Fil de discussion sur la guerre contre l'Iran - 6

Par  Moon of Alabama - Le 20 juin 2025

J'ai commenté hier que Trump se Dégonfle Toujours (TDT) en citant un article de CNN :

 Trump accordera deux semaines supplémentaires à la diplomatie avant de décider d'une frappe américaine contre l'Iran, selon la Maison Blanche

« Compte tenu du fait qu'il existe une forte probabilité que des négociations aient lieu ou non avec l'Iran dans un avenir proche, je prendrai ma décision dans les deux prochaines semaines », a déclaré le président dans son communiqué, lu à haute voix par la porte-parole Karoline Leavitt depuis la salle de presse de la Maison Blanche.

Cependant, « dans les deux prochaines semaines » laisse de nombreuses possibilités ouvertes. J'ai néanmoins perçu que Trump avait décidé de ne pas bombarder l'Iran.

Yves Smith, de Naked Capitalism, voit  une autre forme de TDT :

Trump a approuvé un plan d'attaque américain contre l'Iran, mais il attendrait de voir comment Téhéran réagit à son dernier ultimatum, qui consiste à renoncer non seulement à l'enrichissement nucléaire, mais aussi aux missiles balistiques, c'est-à-dire à devenir sans défense. Trump a mis les gaz à fond tout en ayant jeté le volant par la fenêtre. Il a créé trop d'attentes quant à une action pour pouvoir faire marche arrière. Le TDT prévaut : Trump n'est pas disposé et/ou incapable de tenir tête au lobby israélien et aux néoconservateurs.

Nous verrons bien. Mon intuition reste que Trump s'abstiendra d'attaquer l'Iran, car les dommages potentiels que cela pourrait causer à la position mondiale des États-Unis, ainsi qu'à ses projets politiques nationaux, sont trop importants pour que cela soit une solution viable.

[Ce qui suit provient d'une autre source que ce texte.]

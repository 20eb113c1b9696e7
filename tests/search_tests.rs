//! End-to-end search scenarios on the bundled board.

use goban_uct::board::{Board, Goban};
use goban_uct::core::{PositionIndex, Side};
use goban_uct::mcts::{max_ucb_child, SearchConfig, TranspositionTable, UctSearch};
use goban_uct::player::UctPlayer;

fn p(x: usize, y: usize, side_len: usize) -> PositionIndex {
    PositionIndex::from_xy(x, y, side_len)
}

/// Every record in the table satisfies the post-search invariants.
fn assert_table_invariants(search: &UctSearch<Board>) {
    for record in search.table().snapshot() {
        assert!(record.visits >= 1, "record with zero visits");
        assert!(
            (0.0..=1.0).contains(&record.average_profit),
            "profit {} out of range",
            record.average_profit
        );
        assert!(!record.in_search, "in_search left set after join");
    }
}

// =============================================================================
// Single thread, tiny playout target
// =============================================================================

#[test]
fn test_single_thread_tiny_budget() {
    let config = SearchConfig::new(1, 10, 1);
    let mut search: UctSearch<Board> = UctSearch::new(config).unwrap();
    let root = Board::new(3);

    let mv = search.choose_move(&root);

    // The returned move is one of the nine points.
    assert!(root.playable_indices(Side::Black).contains(&mv));

    // All nine root-child records exist.
    for at in root.playable_indices(Side::Black) {
        assert!(
            search.table().get_child(&root, at).is_some(),
            "root child {at} missing"
        );
    }

    // Visit-count conservation: at least one visit per playout.
    let total_visits: u64 = search
        .table()
        .snapshot()
        .iter()
        .map(|record| u64::from(record.visits))
        .sum();
    assert!(total_visits >= 10, "only {total_visits} visits recorded");
}

// =============================================================================
// Determinism of single-thread searches
// =============================================================================

#[test]
fn test_single_thread_determinism() {
    let first = {
        let config = SearchConfig::new(1, 50, 1);
        let mut search: UctSearch<Board> = UctSearch::new(config).unwrap();
        search.choose_move(&Board::new(3))
    };
    let second = {
        let config = SearchConfig::new(1, 50, 1);
        let mut search: UctSearch<Board> = UctSearch::new(config).unwrap();
        search.choose_move(&Board::new(3))
    };

    assert_eq!(first, second, "fresh identical searches must agree");
}

// =============================================================================
// Multi-thread convergence
// =============================================================================

#[test]
fn test_multi_thread_agrees_with_single_thread() {
    let root = Board::new(3);

    let single = {
        let config = SearchConfig::new(1, 400, 1);
        let mut search: UctSearch<Board> = UctSearch::new(config).unwrap();
        search.choose_move(&root)
    };
    let multi = {
        let config = SearchConfig::new(1, 400, 4);
        let mut search: UctSearch<Board> = UctSearch::new(config).unwrap();
        search.choose_move(&root)
    };

    assert_eq!(single, multi, "visit distribution should concentrate");
}

// =============================================================================
// Forced pass is handled above the search
// =============================================================================

fn full_board() -> Board {
    let stones: Vec<(PositionIndex, Side)> = (0..4u16)
        .map(|i| {
            let side = if i % 2 == 0 { Side::Black } else { Side::White };
            (PositionIndex::new(i), side)
        })
        .collect();
    Board::with_stones(2, &stones, Side::Black)
}

#[test]
#[should_panic(expected = "playable point")]
fn test_search_rejects_root_without_moves() {
    let config = SearchConfig::new(1, 10, 1);
    let mut search: UctSearch<Board> = UctSearch::new(config).unwrap();
    search.choose_move(&full_board());
}

#[test]
fn test_player_passes_instead_of_searching() {
    let mut player: UctPlayer<Board> = UctPlayer::new(1, 10, 1).unwrap();
    assert_eq!(player.next_move(&full_board()), PositionIndex::PASS);
}

// =============================================================================
// Suicide avoidance
// =============================================================================

/// 5x5 position whose only suicide candidate for Black is the corner (0,0).
fn single_suicide_board() -> (Board, PositionIndex) {
    let board = Board::with_stones(
        5,
        &[(p(1, 0, 5), Side::White), (p(0, 1, 5), Side::White)],
        Side::Black,
    );
    let suicide = p(0, 0, 5);
    assert!(board.is_suicide(Side::Black, suicide));
    (board, suicide)
}

#[test]
fn test_suicide_candidate_never_returned() {
    let (root, suicide) = single_suicide_board();

    for seed in [1, 7, 42] {
        let config = SearchConfig::new(seed, 100, 2);
        let mut search: UctSearch<Board> = UctSearch::new(config).unwrap();
        let mv = search.choose_move(&root);
        assert_ne!(mv, suicide, "seed {seed} returned the suicide move");
        assert!(root.playable_indices(Side::Black).contains(&mv));
    }
}

#[test]
fn test_selector_never_returns_suicide_on_root() {
    let (root, suicide) = single_suicide_board();
    let table: TranspositionTable<Board> = TranspositionTable::new();

    // Across worker ids, before and after the root children are known.
    for worker_id in 0..32 {
        assert_ne!(max_ucb_child(&table, &root, worker_id), suicide);
    }

    let config = SearchConfig::new(1, 100, 1);
    let mut search: UctSearch<Board> = UctSearch::new(config).unwrap();
    search.choose_move(&root);
    for worker_id in 0..32 {
        assert_ne!(max_ucb_child(search.table(), &root, worker_id), suicide);
    }
}

// =============================================================================
// Invariant sweep after any search
// =============================================================================

#[test]
fn test_invariants_after_single_thread_search() {
    let config = SearchConfig::new(3, 60, 1);
    let mut search: UctSearch<Board> = UctSearch::new(config).unwrap();
    search.choose_move(&Board::new(3));
    assert_table_invariants(&search);
}

#[test]
fn test_invariants_after_multi_thread_search() {
    let config = SearchConfig::new(3, 200, 4);
    let mut search: UctSearch<Board> = UctSearch::new(config).unwrap();
    search.choose_move(&Board::new(3));
    assert_table_invariants(&search);
}

#[test]
fn test_invariants_on_midgame_position() {
    let mut root = Board::new(5);
    root.play(p(2, 2, 5));
    root.play(p(1, 1, 5));
    root.play(p(3, 1, 5));

    let config = SearchConfig::new(5, 120, 2);
    let mut search: UctSearch<Board> = UctSearch::new(config).unwrap();
    let mv = search.choose_move(&root);

    assert!(root.playable_indices(Side::White).contains(&mv));
    assert_table_invariants(&search);
}

// =============================================================================
// Counter and statistics
// =============================================================================

#[test]
fn test_playout_counter_reaches_target() {
    let config = SearchConfig::new(2, 80, 3);
    let mut search: UctSearch<Board> = UctSearch::new(config).unwrap();
    search.choose_move(&Board::new(3));

    let stats = search.stats();
    assert!(stats.playouts >= 80, "stopped at {} playouts", stats.playouts);
    assert!(stats.nodes_created > 0);
}

#[test]
fn test_best_child_has_max_visits() {
    let config = SearchConfig::new(4, 100, 1);
    let mut search: UctSearch<Board> = UctSearch::new(config).unwrap();
    let root = Board::new(3);

    let mv = search.choose_move(&root);

    let report = search.root_report(&root);
    let max_visits = report.iter().map(|(_, r)| r.visits).max().unwrap();
    let chosen_visits = report
        .iter()
        .find(|(at, _)| *at == mv)
        .map(|(_, r)| r.visits)
        .unwrap();
    assert_eq!(chosen_visits, max_visits);
}

// =============================================================================
// Table reuse across moves
// =============================================================================

#[test]
fn test_table_reused_across_moves() {
    let config = SearchConfig::new(1, 40, 2);
    let mut search: UctSearch<Board> = UctSearch::new(config).unwrap();

    let root = Board::new(3);
    let first = search.choose_move(&root);
    let after_first = search.table().len();

    let mut next = root.clone();
    next.play(first);
    let second = search.choose_move(&next);

    assert!(next.playable_indices(Side::White).contains(&second));
    assert!(search.table().len() >= after_first);
    assert_table_invariants(&search);
}

// =============================================================================
// Configuration round-trips
// =============================================================================

#[test]
fn test_config_serialization() {
    let config = SearchConfig::new(9, 250, 3);
    let json = serde_json::to_string(&config).unwrap();
    let back: SearchConfig = serde_json::from_str(&json).unwrap();

    assert_eq!(back.seed, 9);
    assert_eq!(back.playouts_per_move, 250);
    assert_eq!(back.thread_count, 3);
}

Lorsque la guerre en Ukraine a été déclenchée par Kiev, les États-Unis et leurs alliés avaient prévu de choquer la Russie pour la soumettre. Ils pensaient que la Russie était faible. Ils espéraient un effondrement économique et une défaillance de son gouvernement. Mais cette stratégie a échoué. Dans les mois et les années qui ont suivi l'attaque, la Russie a entraîné l'Ukraine dans une guerre d'usure que l'Ukraine, même avec le soutien de l'Occident, n'a aucune chance de gagner.

Après avoir reconnu qu'il n'y avait rien à gagner à combattre la Russie, Trump s'est retiré de la guerre.

Des plans similaires ont été élaborés pour l'attaque contre l'Iran. Une campagne de choc et d'effroi allait décapiter et affaiblir l'Iran.  Malgré toutes les preuves, l'Iran était perçu comme faible. Une révolution allait éclater. Toute riposte de l'Iran serait vaincue. Mais cette stratégie a échoué. Depuis le début de la guerre, l'Iran a entraîné Israël dans une guerre d'usure qu'Israël, même avec le soutien de l'Occident, n'a aucune chance de gagner.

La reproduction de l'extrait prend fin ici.